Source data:
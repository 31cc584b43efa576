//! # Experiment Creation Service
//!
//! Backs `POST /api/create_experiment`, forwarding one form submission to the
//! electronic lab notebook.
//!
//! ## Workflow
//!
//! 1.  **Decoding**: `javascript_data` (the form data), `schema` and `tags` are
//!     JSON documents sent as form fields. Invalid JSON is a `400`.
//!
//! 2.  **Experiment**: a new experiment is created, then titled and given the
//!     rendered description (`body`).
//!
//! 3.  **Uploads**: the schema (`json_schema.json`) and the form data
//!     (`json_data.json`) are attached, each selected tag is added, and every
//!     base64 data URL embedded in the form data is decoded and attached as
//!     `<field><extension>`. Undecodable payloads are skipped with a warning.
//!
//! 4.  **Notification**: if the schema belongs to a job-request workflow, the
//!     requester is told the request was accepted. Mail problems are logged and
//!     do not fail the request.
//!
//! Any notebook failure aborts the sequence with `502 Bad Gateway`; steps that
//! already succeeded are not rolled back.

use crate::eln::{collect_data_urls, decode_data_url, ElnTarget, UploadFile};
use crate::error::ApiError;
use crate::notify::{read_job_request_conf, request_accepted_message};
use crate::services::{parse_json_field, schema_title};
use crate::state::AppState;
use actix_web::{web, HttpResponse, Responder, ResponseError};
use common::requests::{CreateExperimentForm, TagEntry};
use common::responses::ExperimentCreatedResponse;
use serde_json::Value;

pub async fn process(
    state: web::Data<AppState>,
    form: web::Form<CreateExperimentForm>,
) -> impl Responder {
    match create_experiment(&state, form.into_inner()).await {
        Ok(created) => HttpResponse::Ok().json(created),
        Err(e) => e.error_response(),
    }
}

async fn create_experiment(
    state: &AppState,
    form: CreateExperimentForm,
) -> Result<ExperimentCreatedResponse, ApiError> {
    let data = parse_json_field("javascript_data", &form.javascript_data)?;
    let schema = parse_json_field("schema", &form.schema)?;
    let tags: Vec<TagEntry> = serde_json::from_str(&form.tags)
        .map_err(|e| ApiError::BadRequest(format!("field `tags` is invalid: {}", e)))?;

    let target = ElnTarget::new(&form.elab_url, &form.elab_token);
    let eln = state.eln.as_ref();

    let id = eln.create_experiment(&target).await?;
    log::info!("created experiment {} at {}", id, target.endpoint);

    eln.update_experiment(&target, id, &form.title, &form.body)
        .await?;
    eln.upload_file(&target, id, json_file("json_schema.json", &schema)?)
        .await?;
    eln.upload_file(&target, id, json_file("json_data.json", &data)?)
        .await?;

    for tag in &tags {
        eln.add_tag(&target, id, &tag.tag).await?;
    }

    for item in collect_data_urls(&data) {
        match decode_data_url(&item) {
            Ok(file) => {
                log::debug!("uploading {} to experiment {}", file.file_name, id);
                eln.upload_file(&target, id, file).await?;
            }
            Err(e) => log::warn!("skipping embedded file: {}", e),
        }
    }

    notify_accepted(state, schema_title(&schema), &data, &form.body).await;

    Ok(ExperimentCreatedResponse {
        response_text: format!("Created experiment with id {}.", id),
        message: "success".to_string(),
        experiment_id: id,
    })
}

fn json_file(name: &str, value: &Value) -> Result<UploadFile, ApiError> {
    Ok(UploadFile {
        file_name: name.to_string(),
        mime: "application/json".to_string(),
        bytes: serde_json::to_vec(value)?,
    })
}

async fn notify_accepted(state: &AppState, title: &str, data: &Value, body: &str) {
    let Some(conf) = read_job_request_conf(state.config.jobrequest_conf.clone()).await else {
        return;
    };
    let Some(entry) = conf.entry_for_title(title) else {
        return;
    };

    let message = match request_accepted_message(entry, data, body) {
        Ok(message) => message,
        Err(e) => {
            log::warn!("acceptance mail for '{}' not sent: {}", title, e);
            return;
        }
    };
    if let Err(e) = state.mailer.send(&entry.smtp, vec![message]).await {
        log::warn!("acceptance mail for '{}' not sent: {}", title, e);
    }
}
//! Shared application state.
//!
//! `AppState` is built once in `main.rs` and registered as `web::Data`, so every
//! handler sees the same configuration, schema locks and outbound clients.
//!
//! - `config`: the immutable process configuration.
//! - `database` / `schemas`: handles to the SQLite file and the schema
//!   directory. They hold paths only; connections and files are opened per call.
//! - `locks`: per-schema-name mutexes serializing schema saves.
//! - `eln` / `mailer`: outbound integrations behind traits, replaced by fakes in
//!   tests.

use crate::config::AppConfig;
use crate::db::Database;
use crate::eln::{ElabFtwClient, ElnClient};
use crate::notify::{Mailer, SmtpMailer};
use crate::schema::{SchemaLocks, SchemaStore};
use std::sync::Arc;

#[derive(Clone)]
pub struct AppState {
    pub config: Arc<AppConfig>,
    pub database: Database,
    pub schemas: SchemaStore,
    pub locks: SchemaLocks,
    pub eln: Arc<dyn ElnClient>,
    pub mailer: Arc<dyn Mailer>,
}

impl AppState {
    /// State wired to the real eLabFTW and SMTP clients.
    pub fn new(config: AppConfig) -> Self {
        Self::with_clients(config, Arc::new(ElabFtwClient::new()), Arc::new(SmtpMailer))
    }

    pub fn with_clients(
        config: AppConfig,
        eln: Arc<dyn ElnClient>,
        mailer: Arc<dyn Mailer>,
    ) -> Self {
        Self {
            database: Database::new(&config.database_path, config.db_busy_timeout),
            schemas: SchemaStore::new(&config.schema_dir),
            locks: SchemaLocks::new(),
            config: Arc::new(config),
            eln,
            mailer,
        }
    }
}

## Your goal
Read through the entries, then copy every line where the string "ExperimentCreatedResponse" is found.

## Answer to this exercise
use common::responses::ExperimentCreatedResponse;
) -> Result<ExperimentCreatedResponse, ApiError> {
    Ok(ExperimentCreatedResponse {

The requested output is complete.